Tampoco existieron nunca esos miles de muertos en el tajo que cuenta la leyenda negra ahora revivida y admitida como buena por casi todos. En los casi 20 años que duró la construcción se registraron exactamente 14 accidentes mortales. Y la mayor parte de las víctimas, si no la totalidad, fueron obreros libres que, por razón de la especialización de las tareas, eran la mayoría de los que estaban allí trabajando.

Ni siquiera está claro que Franco quisiera ser enterrado en el Valle de los Caídos, como se sostiene. El único testimonio existente en ese sentido es el del arquitecto Diego Méndez quien cuenta que, durante las obras, Franco le señaló a él un lugar junto al altar mayor y le dijo: «Yo, aquí». Nada más. No existe constancia escrita de este deseo ni nadie lo supo nunca: ningún miembro de su familia, ni tampoco el presidente del Gobierno. En los últimos días de la enfermedad del general, Arias Navarro le preguntó a su hija Carmen exactamente eso, y la respuesta fue «No».

Lo que sí consta es que las obras para acondicionar una tumba al otro lado del altar se realizaron a toda prisa estando el dictador ya irremediablemente enfermo. Consta también, y hay testimonio de ello, que a comienzos de los 70 Franco envió a su mujer a visitar la cripta de la ermita del cementerio de El Pardo, que está adornada por los mismos artistas que participaron en la decoración del Valle de los Caídos.
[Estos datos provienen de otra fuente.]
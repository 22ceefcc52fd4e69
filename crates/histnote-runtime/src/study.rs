//! Study features built on a validated document.
//!
//! Grading replies are read leniently: a reply that does not parse falls back
//! to an empty or zero result instead of failing the request. Provider errors
//! still propagate.

use std::collections::BTreeMap;
use std::fmt;
use std::str::FromStr;

use futures::future::join_all;
use serde::{Deserialize, Serialize};
use serde_json::Value;

use histnote_core::{
    parse_json, sanitize_json, strip_code_fences, HistoryDocument, MiniTest, WhyQuestion,
};

use crate::orchestrator::{Orchestrator, RuntimeError};
use crate::prompts;
use crate::providers::ChatMessage;

/// Comment used when the short-answer grader's reply cannot be read.
pub const UNREADABLE_GRADE_COMMENT: &str = "Could not read the grader's response";

/// Score and comment for one why-question.
#[derive(Debug, Clone, Serialize, Deserialize, PartialEq)]
pub struct WhyGrade {
    pub q: String,
    pub score: f64,
    pub comment: String,
}

#[derive(Debug, Clone, Serialize, Deserialize, PartialEq)]
pub struct ShortAnswerGrade {
    pub score: f64,
    pub comment: String,
}

/// Question difficulty, after Bloom's taxonomy.
#[derive(Debug, Clone, Copy, Serialize, Deserialize, PartialEq, Eq, Hash)]
pub enum BloomLevel {
    Remember,
    Understand,
    Apply,
    Analyze,
}

impl BloomLevel {
    /// All levels, easiest first.
    pub const ALL: [BloomLevel; 4] = [
        BloomLevel::Remember,
        BloomLevel::Understand,
        BloomLevel::Apply,
        BloomLevel::Analyze,
    ];

    pub fn as_str(&self) -> &'static str {
        match self {
            BloomLevel::Remember => "Remember",
            BloomLevel::Understand => "Understand",
            BloomLevel::Apply => "Apply",
            BloomLevel::Analyze => "Analyze",
        }
    }
}

impl fmt::Display for BloomLevel {
    fn fmt(&self, f: &mut fmt::Formatter<'_>) -> fmt::Result {
        f.write_str(self.as_str())
    }
}

impl FromStr for BloomLevel {
    type Err = RuntimeError;

    fn from_str(s: &str) -> Result<Self, Self::Err> {
        BloomLevel::ALL
            .into_iter()
            .find(|level| level.as_str().eq_ignore_ascii_case(s.trim()))
            .ok_or_else(|| RuntimeError::InvalidInput(format!("unknown Bloom level '{s}'")))
    }
}

#[derive(Debug, Clone, Serialize, Deserialize, PartialEq, Eq)]
pub struct TutorQuestion {
    pub level: BloomLevel,
    pub question: String,
}

/// A student's answer to a tutor question.
#[derive(Debug, Clone, Serialize, Deserialize, PartialEq, Eq)]
pub struct TutorAnswer {
    pub level: BloomLevel,
    pub question: String,
    pub answer: String,
}

#[derive(Debug, Clone, Serialize, Deserialize, PartialEq, Eq)]
pub struct TutorFeedback {
    pub level: BloomLevel,
    pub feedback: String,
}

/// Error patterns found in an essay.
#[derive(Debug, Clone, Serialize, Deserialize, PartialEq)]
pub struct EssayFeedback {
    pub score: f64,
    #[serde(default)]
    pub patterns: Vec<String>,
    #[serde(default)]
    pub suggest: String,
}

/// Two events side by side, or the model's text when it did not give a table.
#[derive(Debug, Clone, Serialize, Deserialize, PartialEq)]
#[serde(rename_all = "snake_case")]
pub enum Comparison {
    Table(Value),
    Raw(String),
}

fn require_text(value: &str, what: &str) -> Result<(), RuntimeError> {
    if value.trim().is_empty() {
        return Err(RuntimeError::InvalidInput(format!("{what} is empty")));
    }
    Ok(())
}

/// Accepts `[...]` or `{"results": [...]}`; anything else reads as no grades.
fn parse_why_grades(raw: &str) -> Vec<WhyGrade> {
    let cleaned = strip_code_fences(raw);
    let value = serde_json::from_str::<Value>(&cleaned)
        .ok()
        .or_else(|| parse_json(&sanitize_json(raw)).ok());

    let items = match value {
        Some(Value::Array(items)) => items,
        Some(Value::Object(mut obj)) => match obj.remove("results") {
            Some(Value::Array(items)) => items,
            _ => return Vec::new(),
        },
        _ => return Vec::new(),
    };

    serde_json::from_value(Value::Array(items)).unwrap_or_default()
}

fn parse_short_answer_grade(raw: &str) -> ShortAnswerGrade {
    parse_json(&sanitize_json(raw))
        .ok()
        .and_then(|value| serde_json::from_value(value).ok())
        .unwrap_or_else(|| ShortAnswerGrade {
            score: 0.0,
            comment: UNREADABLE_GRADE_COMMENT.to_string(),
        })
}

impl Orchestrator {
    /// Grade every why-question in one request.
    ///
    /// `answers` is keyed by question index; missing answers are graded as
    /// blank. An unreadable reply yields no grades.
    pub async fn grade_why_questions(
        &self,
        questions: &[WhyQuestion],
        answers: &BTreeMap<usize, String>,
    ) -> Result<Vec<WhyGrade>, RuntimeError> {
        if questions.is_empty() {
            return Ok(Vec::new());
        }

        let prompt = prompts::why_grading_prompt(questions, answers);
        let raw = self.complete_json(ChatMessage::user(prompt)).await?;
        let grades = parse_why_grades(&raw);
        if grades.is_empty() {
            tracing::warn!(questions = questions.len(), "why-question grades unreadable");
        }
        Ok(grades)
    }

    /// Grade a short answer against a rubric.
    pub async fn grade_short_answer(
        &self,
        rubric: &[String],
        answer: &str,
    ) -> Result<ShortAnswerGrade, RuntimeError> {
        let prompt = prompts::short_answer_prompt(rubric, answer);
        let raw = self.complete_json(ChatMessage::user(prompt)).await?;
        Ok(parse_short_answer_grade(&raw))
    }

    /// Grade the answer to `mini_test.short_answer[index]`.
    ///
    /// An index past the end grades against an empty rubric.
    pub async fn grade_mini_test_answer(
        &self,
        mini_test: &MiniTest,
        index: usize,
        answer: &str,
    ) -> Result<ShortAnswerGrade, RuntimeError> {
        let rubric = mini_test
            .short_answer
            .get(index)
            .map(|item| item.rubric.as_slice())
            .unwrap_or(&[]);
        self.grade_short_answer(rubric, answer).await
    }

    /// One generated question per Bloom level, easiest first.
    ///
    /// The four requests run concurrently.
    pub async fn tutor_questions(
        &self,
        document: &HistoryDocument,
    ) -> Result<Vec<TutorQuestion>, RuntimeError> {
        let requests = BloomLevel::ALL.map(|level| async move {
            let question = self
                .chat_answer(document, &prompts::tutor_question_request(level))
                .await?;
            Ok::<_, RuntimeError>(TutorQuestion { level, question })
        });

        join_all(requests).await.into_iter().collect()
    }

    /// Short feedback on each answer, in input order.
    pub async fn tutor_feedback(
        &self,
        document: &HistoryDocument,
        answers: &[TutorAnswer],
    ) -> Result<Vec<TutorFeedback>, RuntimeError> {
        let requests = answers.iter().map(|item| async move {
            let feedback = self
                .chat_answer(
                    document,
                    &prompts::tutor_feedback_request(&item.question, &item.answer),
                )
                .await?;
            Ok::<_, RuntimeError>(TutorFeedback {
                level: item.level,
                feedback,
            })
        });

        join_all(requests).await.into_iter().collect()
    }

    /// Score an essay and list its error patterns.
    ///
    /// A reply that is not a feedback object becomes the suggestion text with
    /// a zero score.
    pub async fn essay_feedback(
        &self,
        document: &HistoryDocument,
        essay: &str,
    ) -> Result<EssayFeedback, RuntimeError> {
        require_text(essay, "essay")?;

        let reply = self
            .chat_answer(document, &prompts::essay_request(&document.event_name, essay))
            .await?;
        Ok(
            serde_json::from_str::<EssayFeedback>(&reply).unwrap_or_else(|_| EssayFeedback {
                score: 0.0,
                patterns: Vec::new(),
                suggest: reply,
            }),
        )
    }

    /// Compare the document's event with another one.
    pub async fn compare_events(
        &self,
        document: &HistoryDocument,
        other: &str,
    ) -> Result<Comparison, RuntimeError> {
        require_text(other, "event to compare")?;

        let reply = self
            .chat_answer(document, &prompts::compare_request(&document.event_name, other))
            .await?;
        Ok(match serde_json::from_str::<Value>(&reply) {
            Ok(table @ Value::Object(_)) => Comparison::Table(table),
            _ => Comparison::Raw(reply),
        })
    }
}
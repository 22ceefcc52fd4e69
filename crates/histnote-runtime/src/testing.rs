//! Scripted provider and OCR engine for unit tests.

use std::sync::Arc;

use async_trait::async_trait;
use parking_lot::Mutex;

use crate::config::RuntimeConfig;
use crate::ocr::{OcrEngine, OcrError};
use crate::orchestrator::Orchestrator;
use crate::providers::{
    ChatMessage, CompletionConfig, CompletionResponse, LlmProvider, ProviderError, TokenUsage,
};

type Reply = dyn Fn(&[ChatMessage]) -> Result<String, ProviderError> + Send + Sync;

/// Provider answering every call through a closure over the messages.
pub struct StubProvider {
    reply: Box<Reply>,
    images: bool,
    calls: Mutex<Vec<(Vec<ChatMessage>, CompletionConfig)>>,
}

impl StubProvider {
    pub fn new<F>(reply: F) -> Self
    where
        F: Fn(&[ChatMessage]) -> Result<String, ProviderError> + Send + Sync + 'static,
    {
        Self {
            reply: Box::new(reply),
            images: true,
            calls: Mutex::new(Vec::new()),
        }
    }

    /// Always answer with the same text.
    pub fn fixed(text: &str) -> Self {
        let text = text.to_string();
        Self::new(move |_| Ok(text.clone()))
    }

    pub fn without_images(mut self) -> Self {
        self.images = false;
        self
    }

    pub fn calls(&self) -> Vec<(Vec<ChatMessage>, CompletionConfig)> {
        self.calls.lock().clone()
    }

    /// User prompt of every call, in call order.
    pub fn prompts(&self) -> Vec<String> {
        self.calls()
            .into_iter()
            .filter_map(|(messages, _)| messages.into_iter().find(|m| m.role == "user"))
            .map(|m| m.content)
            .collect()
    }
}

#[async_trait]
impl LlmProvider for StubProvider {
    async fn complete(
        &self,
        messages: Vec<ChatMessage>,
        config: &CompletionConfig,
    ) -> Result<CompletionResponse, ProviderError> {
        let content = (self.reply)(&messages)?;
        self.calls.lock().push((messages, config.clone()));
        Ok(CompletionResponse {
            content,
            usage: TokenUsage::default(),
            model: config.model.clone(),
            stop_reason: Some("stop".to_string()),
        })
    }

    fn name(&self) -> &str {
        "stub"
    }

    fn default_model(&self) -> &str {
        "stub-model"
    }

    fn supports_images(&self) -> bool {
        self.images
    }
}

/// OCR engine returning the canned text indexed by the image's trailing byte.
pub struct StubOcr {
    pub texts: Vec<&'static str>,
}

#[async_trait]
impl OcrEngine for StubOcr {
    async fn recognize(&self, image: &[u8]) -> Result<String, OcrError> {
        // Tests tag images by their trailing byte.
        let index = image.last().copied().unwrap_or(0) as usize;
        Ok(self.texts.get(index).copied().unwrap_or("").to_string())
    }
}

/// Orchestrator over a stub, with direct image analysis switched off.
pub fn orchestrator(provider: Arc<StubProvider>) -> Orchestrator {
    let config = RuntimeConfig {
        direct_image_analysis: false,
        ..RuntimeConfig::default()
    };
    Orchestrator::new(provider, config)
}

/// The bundled sample document as raw JSON text.
pub const SAMPLE_JSON: &str = include_str!("../../histnote-core/testdata/cach_mang_thang_tam.json");
//! Response sanitizing.
//!
//! Models wrap JSON in prose or markdown fences even when told not to. The
//! sanitizer cuts the text down to the outermost brace pair and removes fence
//! markers. It is a heuristic: braces are not balanced, so a stray `}` after
//! the real payload ends up inside the slice and parsing fails later.

use lazy_static::lazy_static;
use regex::Regex;

lazy_static! {
    /// Markdown code fence, with or without a `json` language tag.
    static ref FENCE_PATTERN: Regex = Regex::new(r"```json|```").unwrap();
}

/// Reduce a raw model response to a best-effort JSON string.
///
/// Never fails. When there is no `{ ... }` span the input is returned with
/// fences stripped and whitespace trimmed, and the parser reports the error.
pub fn sanitize_json(raw: &str) -> String {
    let candidate = match (raw.find('{'), raw.rfind('}')) {
        (Some(first), Some(last)) if first < last => &raw[first..=last],
        _ => raw,
    };
    strip_code_fences(candidate)
}

/// Remove code fence markers and surrounding whitespace.
pub fn strip_code_fences(raw: &str) -> String {
    FENCE_PATTERN.replace_all(raw, "").trim().to_string()
}

#[cfg(test)]
mod tests {
    use super::*;
    use proptest::prelude::*;

    #[test]
    fn test_plain_json_is_untouched() {
        let raw = r#"{"event_name": "Chiến dịch Điện Biên Phủ"}"#;
        assert_eq!(sanitize_json(raw), raw);
    }

    #[test]
    fn test_strips_prose_and_fences() {
        let raw = "Here is the JSON you asked for:\n```json\n{\"a\": {\"b\": 1}}\n```\nHope this helps!";
        assert_eq!(sanitize_json(raw), "{\"a\": {\"b\": 1}}");
    }

    #[test]
    fn test_no_braces_returns_trimmed_input() {
        assert_eq!(sanitize_json("  not json at all \n"), "not json at all");
        assert_eq!(sanitize_json("} backwards {"), "} backwards {");
    }

    #[test]
    fn test_trailing_brace_in_prose_is_kept() {
        // Known limitation: the last `}` wins even when it belongs to prose.
        let raw = "{\"a\": 1} and a smiley :}";
        assert_eq!(sanitize_json(raw), "{\"a\": 1} and a smiley :}");
    }

    #[test]
    fn test_strip_code_fences_only() {
        assert_eq!(strip_code_fences("```Đây là câu trả lời```"), "Đây là câu trả lời");
        assert_eq!(strip_code_fences("```json\n{\"answer\": \"x\"}\n```"), "{\"answer\": \"x\"}");
    }

    proptest! {
        #[test]
        fn prop_extracts_outer_object(
            prefix in "[^{}`]{0,40}",
            value in "[a-zA-Z0-9 .,àáạảãâèéêìíòóôơùúưỳýđ]{0,40}",
            suffix in "[^{}`]{0,40}",
            fenced in any::<bool>(),
        ) {
            let body = format!("{{\"note\": {{\"text\": \"{}\"}}}}", value);
            let wrapped = if fenced {
                format!("{}```json\n{}\n```{}", prefix, body, suffix)
            } else {
                format!("{}{}{}", prefix, body, suffix)
            };
            prop_assert_eq!(sanitize_json(&wrapped), body);
        }

        #[test]
        fn prop_never_panics(raw in ".*") {
            let _ = sanitize_json(&raw);
        }
    }
}
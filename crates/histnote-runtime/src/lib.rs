//! # histnote-runtime
//!
//! Everything in histnote that talks to the outside world: LLM providers,
//! the OCR collaborator, configuration and the orchestrator.
//!
//! ## Important
//!
//! The deterministic pipeline (sanitize, parse, validate) lives in
//! `histnote-core` and never makes network calls. This crate adds one provider
//! call in front of it and turns the result into [`Analysis`] or a
//! [`RuntimeError`].
//!
//! Provider backends are behind cargo features: `openai`, `gemini`, or
//! `all-providers`. Without them the providers still construct but report
//! [`ProviderError::NotConfigured`] when called.
//!
//! ## Example
//!
//! ```rust,ignore
//! use histnote_runtime::{NotesInput, Orchestrator, RuntimeConfig};
//!
//! let orchestrator = Orchestrator::from_config(RuntimeConfig::from_env()?)?;
//! let analysis = orchestrator
//!     .produce_history_document(NotesInput::OcrText(ocr_text))
//!     .await?;
//! println!("{}", analysis.document.event_name);
//! ```

pub mod config;
pub mod notes;
pub mod ocr;
pub mod orchestrator;
pub mod prompts;
pub mod providers;
pub mod study;
pub mod videos;

#[cfg(test)]
mod testing;

pub use config::{ConfigError, ProviderKind, ProviderSettings, RuntimeConfig};
pub use notes::{ImageFormat, NoteImage, NotesInput, MAX_IMAGE_BYTES};
pub use ocr::{OcrEngine, OcrError, TesseractOcr};
pub use orchestrator::{Analysis, Orchestrator, RuntimeError};
pub use providers::{LlmProvider, ProviderError, ProviderRegistry};
pub use study::{
    BloomLevel, Comparison, EssayFeedback, ShortAnswerGrade, TutorAnswer, TutorFeedback,
    TutorQuestion, WhyGrade,
};
pub use videos::{suggest_videos, VideoSuggestion};
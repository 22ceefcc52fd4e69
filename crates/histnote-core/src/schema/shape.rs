//! Schema-as-data and the walker that checks JSON values against it.

use serde_json::Value;
use std::fmt;

/// Expected shape of a JSON value.
#[derive(Debug, Clone, PartialEq)]
pub enum Shape {
    String,
    /// Whole number that fits in an `i64`.
    Integer,
    /// The inner shape, or `null`.
    Nullable(Box<Shape>),
    /// A string from a fixed set.
    Enum(&'static [&'static str]),
    Array(Box<Shape>),
    Record(Vec<Field>),
}

/// A named member of a [`Shape::Record`].
#[derive(Debug, Clone, PartialEq)]
pub struct Field {
    pub name: &'static str,
    pub shape: Shape,
    pub required: bool,
}

impl Field {
    pub fn required(name: &'static str, shape: Shape) -> Self {
        Self {
            name,
            shape,
            required: true,
        }
    }

    pub fn optional(name: &'static str, shape: Shape) -> Self {
        Self {
            name,
            shape,
            required: false,
        }
    }
}

/// Why a value failed its shape.
#[derive(Debug, Clone, PartialEq, Eq)]
pub enum ViolationKind {
    /// A required field is absent.
    Missing,
    WrongType {
        expected: &'static str,
        found: &'static str,
    },
    NotInEnum {
        allowed: &'static [&'static str],
        found: String,
    },
    /// The value passed the walk but could not be converted to its Rust type.
    Rejected(String),
}

impl fmt::Display for ViolationKind {
    fn fmt(&self, f: &mut fmt::Formatter<'_>) -> fmt::Result {
        match self {
            ViolationKind::Missing => write!(f, "missing required field"),
            ViolationKind::WrongType { expected, found } => {
                write!(f, "expected {}, found {}", expected, found)
            }
            ViolationKind::NotInEnum { allowed, found } => {
                write!(f, "'{}' is not one of {}", found, allowed.join("|"))
            }
            ViolationKind::Rejected(reason) => write!(f, "rejected: {}", reason),
        }
    }
}

/// One failed check, located by a dotted path such as `mini_test.mcq[0].answer`.
#[derive(Debug, Clone, PartialEq, Eq)]
pub struct Violation {
    /// Empty for the root value.
    pub path: String,
    pub kind: ViolationKind,
}

impl fmt::Display for Violation {
    fn fmt(&self, f: &mut fmt::Formatter<'_>) -> fmt::Result {
        let path = if self.path.is_empty() {
            "<root>"
        } else {
            &self.path
        };
        write!(f, "{}: {}", path, self.kind)
    }
}

impl Shape {
    /// Shorthand for `Shape::Array(Box::new(item))`.
    pub fn array_of(item: Shape) -> Self {
        Shape::Array(Box::new(item))
    }

    pub fn nullable(inner: Shape) -> Self {
        Shape::Nullable(Box::new(inner))
    }

    /// Name used in type-mismatch reports.
    pub fn type_name(&self) -> &'static str {
        match self {
            Shape::String | Shape::Enum(_) => "string",
            Shape::Integer => "integer",
            Shape::Nullable(inner) => inner.type_name(),
            Shape::Array(_) => "array",
            Shape::Record(_) => "object",
        }
    }

    /// Check `value` and append every violation found below `path`.
    ///
    /// The walk never stops early: every field of every record is visited so
    /// the caller sees the full list.
    pub fn check(&self, value: &Value, path: &str, violations: &mut Vec<Violation>) {
        match self {
            Shape::String => {
                if !value.is_string() {
                    violations.push(self.wrong_type(value, path));
                }
            }
            Shape::Integer => {
                if value.as_i64().is_none() {
                    violations.push(self.wrong_type(value, path));
                }
            }
            Shape::Nullable(inner) => {
                if !value.is_null() {
                    inner.check(value, path, violations);
                }
            }
            Shape::Enum(allowed) => match value.as_str() {
                Some(s) if allowed.contains(&s) => {}
                Some(s) => violations.push(Violation {
                    path: path.to_string(),
                    kind: ViolationKind::NotInEnum {
                        allowed: *allowed,
                        found: s.to_string(),
                    },
                }),
                None => violations.push(self.wrong_type(value, path)),
            },
            Shape::Array(item) => match value.as_array() {
                Some(elements) => {
                    for (index, element) in elements.iter().enumerate() {
                        item.check(element, &format!("{}[{}]", path, index), violations);
                    }
                }
                None => violations.push(self.wrong_type(value, path)),
            },
            Shape::Record(fields) => match value.as_object() {
                Some(object) => {
                    for field in fields {
                        let field_path = join_path(path, field.name);
                        match object.get(field.name) {
                            Some(member) => field.shape.check(member, &field_path, violations),
                            None if field.required => violations.push(Violation {
                                path: field_path,
                                kind: ViolationKind::Missing,
                            }),
                            None => {}
                        }
                    }
                }
                None => violations.push(self.wrong_type(value, path)),
            },
        }
    }

    /// Collect all violations of `value` against this shape.
    pub fn violations(&self, value: &Value) -> Vec<Violation> {
        let mut violations = Vec::new();
        self.check(value, "", &mut violations);
        violations
    }

    fn wrong_type(&self, value: &Value, path: &str) -> Violation {
        Violation {
            path: path.to_string(),
            kind: ViolationKind::WrongType {
                expected: self.type_name(),
                found: json_type(value),
            },
        }
    }
}

fn join_path(parent: &str, field: &str) -> String {
    if parent.is_empty() {
        field.to_string()
    } else {
        format!("{}.{}", parent, field)
    }
}

fn json_type(value: &Value) -> &'static str {
    match value {
        Value::Null => "null",
        Value::Bool(_) => "boolean",
        Value::Number(_) => "number",
        Value::String(_) => "string",
        Value::Array(_) => "array",
        Value::Object(_) => "object",
    }
}
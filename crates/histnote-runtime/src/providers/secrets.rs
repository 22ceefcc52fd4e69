//! Secure credential handling for LLM providers.
//!
//! API keys are wrapped in [`ApiCredential`] as soon as they are read, so
//! they never show up in `Debug`/`Display` output, logs or error messages.
//!
//! ```ignore
//! let cred = ApiCredential::resolve(file_key, "OPENAI_API_KEY", &lookup, "OpenAI API key");
//!
//! // Use in HTTP header (explicit exposure)
//! request.bearer_auth(cred.expose());
//! ```

use secrecy::{ExposeSecret, SecretString};
use std::fmt;

/// Where a credential was loaded from.
#[derive(Debug, Clone, Copy, PartialEq, Eq)]
pub enum CredentialSource {
    /// Config file
    Config,
    /// Environment variable
    Environment,
    /// Provided programmatically
    Programmatic,
}

impl fmt::Display for CredentialSource {
    fn fmt(&self, f: &mut fmt::Formatter<'_>) -> fmt::Result {
        match self {
            CredentialSource::Config => write!(f, "config"),
            CredentialSource::Environment => write!(f, "environment"),
            CredentialSource::Programmatic => write!(f, "programmatic"),
        }
    }
}

/// A securely-stored API credential.
///
/// `Debug` and `Display` show `[REDACTED]`; the value is zeroed on drop and
/// only reachable through [`ApiCredential::expose`].
#[derive(Clone)]
pub struct ApiCredential {
    value: SecretString,
    source: CredentialSource,
    name: &'static str,
}

impl ApiCredential {
    /// Wrap a raw value.
    pub fn new(value: impl Into<String>, source: CredentialSource, name: &'static str) -> Self {
        Self {
            value: SecretString::from(value.into()),
            source,
            name,
        }
    }

    /// Pick the config file value, else the environment variable.
    ///
    /// Empty strings count as unset. Returns `None` when neither source has a
    /// value; whether that is an error depends on which provider is selected.
    pub fn resolve<F>(
        configured: Option<String>,
        env_var: &str,
        lookup: &F,
        name: &'static str,
    ) -> Option<Self>
    where
        F: Fn(&str) -> Option<String>,
    {
        if let Some(value) = configured.filter(|v| !v.is_empty()) {
            return Some(Self::new(value, CredentialSource::Config, name));
        }

        lookup(env_var)
            .filter(|v| !v.is_empty())
            .map(|value| Self::new(value, CredentialSource::Environment, name))
    }

    /// Expose the credential value for use in API calls.
    ///
    /// Only call this where the value is sent (an HTTP header or query
    /// parameter). Never store the exposed value.
    pub fn expose(&self) -> &str {
        self.value.expose_secret()
    }

    pub fn is_empty(&self) -> bool {
        self.value.expose_secret().is_empty()
    }

    pub fn source(&self) -> CredentialSource {
        self.source
    }

    /// Human-readable name, e.g. "OpenAI API key".
    pub fn name(&self) -> &'static str {
        self.name
    }
}

impl fmt::Debug for ApiCredential {
    fn fmt(&self, f: &mut fmt::Formatter<'_>) -> fmt::Result {
        f.debug_struct("ApiCredential")
            .field("value", &"[REDACTED]")
            .field("source", &self.source)
            .field("name", &self.name)
            .finish()
    }
}

impl fmt::Display for ApiCredential {
    fn fmt(&self, f: &mut fmt::Formatter<'_>) -> fmt::Result {
        write!(f, "{} from {} [REDACTED]", self.name, self.source)
    }
}
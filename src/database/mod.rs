//! Database module exports.

mod models;
mod mongo;
mod repository;

pub use mongo::Database;
pub use repository::ChatRepository;
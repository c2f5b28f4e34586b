//! Text and control capabilities injected into the handlers.

use std::sync::Arc;
use std::time::Duration;

use teloxide::types::UserId;

use super::gateway::Control;

/// Prefix of the verification control's callback payload.
pub const UNMUTE_PREFIX: &str = "unmute.";

/// Renders user-facing templates by key.
pub trait TextProvider: Send + Sync {
    /// Render `key`, substituting each `{name}` with its value.
    fn render(&self, key: &str, params: &[(&str, &str)]) -> String;
}

/// Builds the inline controls attached to challenge messages.
pub trait ControlBuilder: Send + Sync {
    fn verification_control(&self, member: UserId) -> Control;
}

/// Control builder producing `unmute.<id>` buttons labelled via the text provider.
#[derive(Clone)]
pub struct UnmuteControls {
    text: Arc<dyn TextProvider>,
}

impl UnmuteControls {
    pub fn new(text: Arc<dyn TextProvider>) -> Self {
        Self { text }
    }
}

impl ControlBuilder for UnmuteControls {
    fn verification_control(&self, member: UserId) -> Control {
        Control {
            label: self.text.render("not_a_bot", &[]),
            payload: format!("{}{}", UNMUTE_PREFIX, member.0),
        }
    }
}

/// Human-readable length of a window, e.g. "1 hour" or "90 seconds".
pub fn describe_window(window: Duration) -> String {
    let secs = window.as_secs();
    let (n, unit) = if secs >= 3600 && secs % 3600 == 0 {
        (secs / 3600, "hour")
    } else if secs >= 60 && secs % 60 == 0 {
        (secs / 60, "minute")
    } else {
        (secs, "second")
    };

    if n == 1 {
        format!("1 {unit}")
    } else {
        format!("{n} {unit}s")
    }
}

/// Extract the pending member from an `unmute.<id>` payload.
///
/// Anything other than the prefix followed by decimal digits is rejected.
pub fn parse_unmute_payload(payload: &str) -> Option<UserId> {
    let digits = payload.strip_prefix(UNMUTE_PREFIX)?;
    if digits.is_empty() || !digits.bytes().all(|b| b.is_ascii_digit()) {
        return None;
    }
    digits.parse().ok().map(UserId)
}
Y consta que en esa cripta había una urna funeraria con capacidad sobrada para dos cuerpos y que, una vez enterrado Franco en Cuelgamuros, esa urna fue retirada. Y, finalmente, consta que allí reposan ahora en solitario los restos de su viuda, Carmen Polo.

Entre tantas conjeturas y tanta leyenda, hay, eso sí, una certeza: la de que el Valle de los Caídos es uno de los pocos lugares de España donde la huella física de Franco existe todavía. Y la de que sólo la destrucción del monumento, estilo Budas de Bamiyán, sería capaz de borrarla.